Le Cœur d’un père by Josselin Guillois

Le Cœur d’un père by Josselin Guillois

Auteur:Josselin Guillois [Guillois, Josselin]
La langue: fra
Format: epub
Éditeur: Éditions du Seuil
Publié: 2022-03-04T14:52:29+00:00


*

Quelques heures ont passé, la nuit dehors est tombée, la cuite a monté.

– Tu exagères.

– J’ai le droit.

– Qu’y a-t-il, Adam, tu te sens mal ?

– Mais au contraire Jacobus, je réfléchissais un peu.

– Raconte donc.

– Ça va vous embêter.

– Allons bon !

– C’est une affaire un peu compliquée.

– Mais non.

– Si tu insistes. Eh bien, je vous regarde, et, quand je vois des hommes, j’ai le sentiment de ne voir que des enfants. Mon père, qui ne savait pas ce qu’il faisait, m’a donné le nom d’un homme qui ne fut jamais enfant, puisqu’il est né adulte. Eh bien, au contraire du premier homme Adam, nous avons tous été enfants, des bébés même, et nous gardons mal notre mémoire.

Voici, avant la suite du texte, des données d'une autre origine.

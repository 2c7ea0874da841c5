//! Error types for untable library.

use std::io;
use thiserror::Error;

/// Result type alias for untable operations.
pub type Result<T> = std::result::Result<T, Error>;

/// Error types that can occur while loading rules or reading pages.
///
/// Per-field and per-row problems are never errors: they are reported as
/// [`Anomaly`](crate::model::Anomaly) values next to the output.
#[derive(Error, Debug)]
pub enum Error {
    /// I/O error when reading or writing files.
    #[error("I/O error: {0}")]
    Io(#[from] io::Error),

    /// The rule table is not valid JSON or does not match the rule schema.
    #[error("Rule table parse error: {0}")]
    RuleParse(#[from] serde_json::Error),

    /// A rule carries an invalid regular expression.
    #[error("Invalid pattern: {0}")]
    Pattern(#[from] regex::Error),

    /// A rule is structurally invalid.
    #[error("Invalid rule for field '{field}': {reason}")]
    InvalidRule {
        /// Canonical field name of the offending rule
        field: String,
        /// What is wrong with it
        reason: String,
    },

    /// A CSS selector given to the HTML reader could not be parsed.
    #[error("Invalid selector: {0}")]
    Selector(String),

    /// Error during rendering (JSON).
    #[error("Rendering error: {0}")]
    Render(String),

    /// Generic error with message.
    #[error("{0}")]
    Other(String),
}

impl Error {
    /// Build an [`Error::InvalidRule`].
    pub fn invalid_rule(field: impl Into<String>, reason: impl Into<String>) -> Self {
        Error::InvalidRule {
            field: field.into(),
            reason: reason.into(),
        }
    }
}
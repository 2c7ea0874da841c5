//! untable CLI - HTML table extraction and normalization tool

mod entity;

use std::fs;
use std::path::{Path, PathBuf};
use std::sync::atomic::{AtomicUsize, Ordering};

use clap::{Args, Parser, Subcommand};
use colored::Colorize;
use indicatif::{ProgressBar, ProgressStyle};

use untable::extract::classify_with_mark;
use untable::pipeline::process_entities_with;
use untable::render::{anomalies_to_text, raw_to_text};
use untable::{
    extract_entity, EntityOutcome, ExtractOptions, FieldSpecTable, HtmlOptions, HtmlReader,
    JsonFormat,
};

#[derive(Parser)]
#[command(name = "untable")]
#[command(author = "iyulab")]
#[command(version)]
#[command(about = "Turn semi-structured HTML tables into flat, validated records", long_about = None)]
struct Cli {
    #[command(subcommand)]
    command: Commands,
}

#[derive(Subcommand)]
enum Commands {
    /// Print the layout variant of every table on an HTML page
    Classify {
        /// Input HTML file
        #[arg(value_name = "FILE")]
        input: PathBuf,

        #[command(flatten)]
        read: ReadArgs,
    },

    /// Extract the raw record of one entity directory
    Extract {
        /// Entity directory (one HTML file per page class)
        #[arg(value_name = "DIR")]
        input: PathBuf,

        #[command(flatten)]
        read: ReadArgs,

        #[command(flatten)]
        out: OutputArgs,

        /// Print `key: value` lines instead of JSON
        #[arg(long)]
        text: bool,
    },

    /// Extract and normalize one entity directory
    Normalize {
        /// Entity directory (one HTML file per page class)
        #[arg(value_name = "DIR")]
        input: PathBuf,

        /// Rule table (JSON)
        #[arg(short, long, value_name = "FILE", env = "UNTABLE_RULES")]
        rules: PathBuf,

        #[command(flatten)]
        read: ReadArgs,

        #[command(flatten)]
        out: OutputArgs,
    },

    /// Extract and normalize every entity directory under a root
    Batch {
        /// Directory of entity directories
        #[arg(value_name = "ROOT")]
        input: PathBuf,

        /// Rule table (JSON)
        #[arg(short, long, value_name = "FILE", env = "UNTABLE_RULES")]
        rules: PathBuf,

        /// Process entities one at a time
        #[arg(long)]
        sequential: bool,

        #[command(flatten)]
        read: ReadArgs,

        #[command(flatten)]
        out: OutputArgs,
    },

    /// Validate a rule table and print a summary
    Rules {
        /// Rule table (JSON)
        #[arg(value_name = "FILE")]
        input: PathBuf,
    },

    /// Show version information
    Version,
}

#[derive(Args)]
struct ReadArgs {
    /// Only read tables inside elements matching this CSS selector
    #[arg(long, value_name = "SELECTOR", env = "UNTABLE_SCOPE")]
    scope: Option<String>,

    /// Cell text marking the selected column of a pivot table
    #[arg(long, default_value = "X")]
    mark: String,

    /// Extra cell text read as "no value" (repeatable)
    #[arg(long = "null", value_name = "TEXT")]
    null_markers: Vec<String>,

    /// Skip the first page's headline and summary
    #[arg(long)]
    tables_only: bool,
}

impl ReadArgs {
    fn reader(&self) -> untable::Result<HtmlReader> {
        let mut options = HtmlOptions::new();
        if let Some(scope) = &self.scope {
            options = options.with_scope(scope.as_str());
        }
        for marker in &self.null_markers {
            options = options.with_null_marker(marker.as_str());
        }
        HtmlReader::new(options)
    }

    fn extract_options(&self) -> ExtractOptions {
        let options = ExtractOptions::new().with_mark(self.mark.as_str());
        if self.tables_only {
            options.tables_only()
        } else {
            options
        }
    }
}

#[derive(Args)]
struct OutputArgs {
    /// Output file (stdout if not specified)
    #[arg(short, long, value_name = "FILE")]
    output: Option<PathBuf>,

    /// Output compact JSON
    #[arg(long)]
    compact: bool,
}

impl OutputArgs {
    fn format(&self) -> JsonFormat {
        if self.compact {
            JsonFormat::Compact
        } else {
            JsonFormat::Pretty
        }
    }

    fn write(&self, content: &str) -> Result<(), Box<dyn std::error::Error>> {
        if let Some(path) = &self.output {
            fs::write(path, content)?;
            eprintln!("{} {}", "Saved to".green(), path.display());
        } else {
            println!("{}", content);
        }
        Ok(())
    }
}

fn main() {
    env_logger::init();

    let cli = Cli::parse();

    let result = match cli.command {
        Commands::Classify { input, read } => cmd_classify(&input, &read),
        Commands::Extract {
            input,
            read,
            out,
            text,
        } => cmd_extract(&input, &read, &out, text),
        Commands::Normalize {
            input,
            rules,
            read,
            out,
        } => cmd_normalize(&input, &rules, &read, &out),
        Commands::Batch {
            input,
            rules,
            sequential,
            read,
            out,
        } => cmd_batch(&input, &rules, sequential, &read, &out),
        Commands::Rules { input } => cmd_rules(&input),
        Commands::Version => {
            cmd_version();
            Ok(())
        }
    };

    if let Err(e) = result {
        eprintln!("{}: {}", "Error".red().bold(), e);
        std::process::exit(1);
    }
}

fn cmd_classify(input: &Path, read: &ReadArgs) -> Result<(), Box<dyn std::error::Error>> {
    let html = fs::read_to_string(input)?;
    let page = read.reader()?.read(&html, "page");

    println!("{}", "Tables".cyan().bold());
    println!("{}", "─".repeat(40).dimmed());

    for (index, table) in page.tables.iter().enumerate() {
        let layout = classify_with_mark(table, &read.mark);
        let title = table
            .heading
            .as_deref()
            .or_else(|| table.rows.first().and_then(|r| r.label.as_deref()))
            .unwrap_or("");
        println!(
            "{:>3}  {:<13} {:>3} rows  {}",
            index,
            layout.to_string().bold(),
            table.row_count(),
            title.dimmed()
        );
    }

    if page.tables.is_empty() {
        println!("{}", "No tables found".yellow());
    }

    Ok(())
}

fn cmd_extract(
    input: &Path,
    read: &ReadArgs,
    out: &OutputArgs,
    text: bool,
) -> Result<(), Box<dyn std::error::Error>> {
    let entity = entity::read_entity(input, &read.reader()?)?;
    let extraction = extract_entity(&entity, &read.extract_options());

    if !extraction.anomalies.is_empty() {
        eprint!("{}", anomalies_to_text(&extraction.anomalies).yellow());
    }

    let content = if text {
        raw_to_text(&extraction.record)
    } else {
        untable::render::to_json(&extraction, out.format())?
    };
    out.write(&content)
}

fn cmd_normalize(
    input: &Path,
    rules: &Path,
    read: &ReadArgs,
    out: &OutputArgs,
) -> Result<(), Box<dyn std::error::Error>> {
    let specs = FieldSpecTable::from_path(rules)?;
    let entity = entity::read_entity(input, &read.reader()?)?;
    let outcome = untable::process_entity(&entity, &specs, &read.extract_options());

    report_anomalies(&outcome);
    if outcome.is_no_data() {
        eprintln!("{} {}", "No data:".yellow().bold(), outcome.entity_id());
    }

    out.write(&untable::render::to_json(&outcome, out.format())?)
}

fn cmd_batch(
    root: &Path,
    rules: &Path,
    sequential: bool,
    read: &ReadArgs,
    out: &OutputArgs,
) -> Result<(), Box<dyn std::error::Error>> {
    let specs = FieldSpecTable::from_path(rules)?;
    let reader = read.reader()?;
    let mut options = read.extract_options();
    if sequential {
        options = options.sequential();
    }

    let dirs = entity::entity_dirs(root)?;
    let pb = ProgressBar::new(dirs.len() as u64 * 2);
    pb.set_style(
        ProgressStyle::default_bar()
            .template("{spinner:.green} [{bar:40.cyan/blue}] {pos}/{len} {msg}")?
            .progress_chars("#>-"),
    );

    pb.set_message("Reading pages...");
    let mut entities = Vec::with_capacity(dirs.len());
    for dir in &dirs {
        entities.push(entity::read_entity(dir, &reader)?);
        pb.inc(1);
    }

    pb.set_message("Processing...");
    let no_data = AtomicUsize::new(0);
    let outcomes = process_entities_with(&entities, &specs, &options, |outcome| {
        if outcome.is_no_data() {
            no_data.fetch_add(1, Ordering::Relaxed);
        }
        pb.inc(1);
    });
    pb.finish_with_message("Done!");

    let anomalies: usize = outcomes.iter().map(|o| o.anomalies().len()).sum();
    eprintln!("\n{}", "Summary:".green().bold());
    eprintln!("  {} {} entities", "├─".dimmed(), outcomes.len());
    eprintln!(
        "  {} {} without data",
        "├─".dimmed(),
        no_data.load(Ordering::Relaxed)
    );
    eprintln!("  {} {} anomalies", "└─".dimmed(), anomalies);

    out.write(&untable::render::to_json(&outcomes, out.format())?)
}

fn cmd_rules(input: &Path) -> Result<(), Box<dyn std::error::Error>> {
    let specs = FieldSpecTable::from_path(input)?;

    println!("{}", "Rule Table".cyan().bold());
    println!("{}", "─".repeat(40).dimmed());
    println!("{}: {}", "File".bold(), input.display());
    println!("{}: {}", "Rules".bold(), specs.len());
    println!("{}: {}", "Deletions".bold(), specs.deletion_count());

    let extracting = specs.specs().iter().filter(|s| s.extract.is_some()).count();
    let ranged = specs.specs().iter().filter(|s| s.range.is_some()).count();
    println!("{}: {}", "With extraction".bold(), extracting);
    println!("{}: {}", "With range".bold(), ranged);

    println!("\n{}", "Valid".green().bold());
    Ok(())
}

fn report_anomalies(outcome: &EntityOutcome) {
    let anomalies = outcome.anomalies();
    if anomalies.is_empty() {
        return;
    }
    eprintln!(
        "{} {}",
        anomalies.len().to_string().yellow().bold(),
        "anomalies".yellow()
    );
    eprint!("{}", anomalies_to_text(anomalies).yellow());
}

fn cmd_version() {
    println!("{} {}", "untable".cyan().bold(), env!("CARGO_PKG_VERSION"));
    println!("HTML table extraction and normalization tool");
    println!();
    println!("License: MIT");
}
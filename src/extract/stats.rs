//! Statistics collected while extracting one entity.

use serde::{Deserialize, Serialize};

use super::classify::LayoutVariant;

/// Statistics collected during extraction.
#[derive(Debug, Clone, Default, PartialEq, Eq, Serialize, Deserialize)]
pub struct ExtractionStats {
    /// Pages read
    pub page_count: u32,

    /// Pages skipped as placeholders
    pub placeholder_pages: u32,

    /// Tables read
    pub table_count: u32,

    /// Tables classified as single-value rows
    pub single_value_tables: u32,

    /// Tables classified as pivot/mark tables
    pub pivot_tables: u32,

    /// Tables classified as cross tables
    pub cross_tables: u32,

    /// Pairs emitted by flattening (page text included)
    pub pair_count: u32,

    /// Rows rejected with a structural anomaly
    pub rejected_rows: u32,

    /// Pairs stored under a suffixed key
    pub collision_count: u32,
}

impl ExtractionStats {
    /// Create new empty statistics.
    pub fn new() -> Self {
        Self::default()
    }

    /// Count one classified table.
    pub fn add_table(&mut self, layout: LayoutVariant) {
        self.table_count += 1;
        match layout {
            LayoutVariant::SingleValueRow => self.single_value_tables += 1,
            LayoutVariant::PivotMark => self.pivot_tables += 1,
            LayoutVariant::CrossTable => self.cross_tables += 1,
        }
    }

    /// Merge statistics from another entity.
    pub fn merge(&mut self, other: &ExtractionStats) {
        self.page_count += other.page_count;
        self.placeholder_pages += other.placeholder_pages;
        self.table_count += other.table_count;
        self.single_value_tables += other.single_value_tables;
        self.pivot_tables += other.pivot_tables;
        self.cross_tables += other.cross_tables;
        self.pair_count += other.pair_count;
        self.rejected_rows += other.rejected_rows;
        self.collision_count += other.collision_count;
    }
}

#[cfg(test)]
mod tests {
    use super::*;

    #[test]
    fn test_add_table() {
        let mut stats = ExtractionStats::new();
        stats.add_table(LayoutVariant::PivotMark);
        stats.add_table(LayoutVariant::CrossTable);
        stats.add_table(LayoutVariant::CrossTable);

        assert_eq!(stats.table_count, 3);
        assert_eq!(stats.pivot_tables, 1);
        assert_eq!(stats.cross_tables, 2);
        assert_eq!(stats.single_value_tables, 0);
    }

    #[test]
    fn test_merge() {
        let mut a = ExtractionStats {
            page_count: 6,
            pair_count: 10,
            ..Default::default()
        };
        let b = ExtractionStats {
            page_count: 6,
            collision_count: 2,
            ..Default::default()
        };
        a.merge(&b);
        assert_eq!(a.page_count, 12);
        assert_eq!(a.pair_count, 10);
        assert_eq!(a.collision_count, 2);
    }
}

Eh bien (et il disait cela avec beaucoup de tristesse), au contraire du petit du canard qui fend sa coquille, qui nage au premier jour de sa vie, au contraire du poulain qui se tient debout seul pour téter avant qu’il ait trois heures de vie, nous, nous avons été longtemps des enfants. Je vois cela dans les rides de chaque adulte que j’ai croisé sur ma route, et j’ai fait longtemps le vagabond. Ils ont été des enfants délaissés, sont devenus parfois des parents, qui délaisseront souvent leurs enfants, tous ces hommes esseulés et magnifiques. Mais l’adulte néglige sans cesse, et l’enfant qu’il a été et l’enfant qu’il a parfois à élever : être né est excusable, mais avoir été enfant est honteux, avoir été enfant, vraiment, quel enfantillage ! Mais pour ma part je tombe amoureux du premier venu chez qui j’aperçois l’enfant qui gît en transparence. N’importe qui que je croise dans la rue, sur le port, sur une barque, à la foire, ou en prison, au couvent ou au bordel, l’homme qui, sans le vouloir, comte, gueux, évêque ou gigolo, l’homme qui brusquement lève en moi de l’amour, eh bien oui, je ne l’aimerais pas s’il n’avait été un enfant, souvent maladroit et infréquenté. Je vous regarde, je vois les enfants que vous avez été, et voilà. Même toi Conrad. Mais nous avons Titus ce soir à notre table ! Et à bien le regarder…

– Mais c’est déjà un petit homme notre Titus, pas vrai ?

– Bof, l’a une gueule de puceau.

– Il deviendra un homme.

– Tous le font.

– Pas ceux qui meurent avant.

– À quoi bon ?

– Mourir ?

– Non, devenir homme.

– Pour pleurer.

– Pleurer moins mais mieux, c’est-à-dire plus mal.

– Pour rire.

– Pour jouir.

– De quoi ?

– Tu as déjà fait l’amour, Titus ?

– Mais laisse-le tranquille.

– Je ne veux pas le laisser tranquille !

– C’est lui qui est venu nous trouver.

– Bien dit.

– Reprends du cidre.

– Attention !

– Il renverse tout ce gosse.

– Vous le faites chier aussi.

– Pas moi.

– Acclamons l’immaculée maladresse du superbe puceau à notre table !

– T’es con.

– Ne le prends pas mal, Pouw est comme ça.

– Tu as tout pour toi : l’innocence, la puérilité, la naïveté.

– L’innocence des viscères, la puérilité des tripes, la naïveté de l’obscénité.

– Un vrai chérubin !

– Un chérubin au milieu des maudits.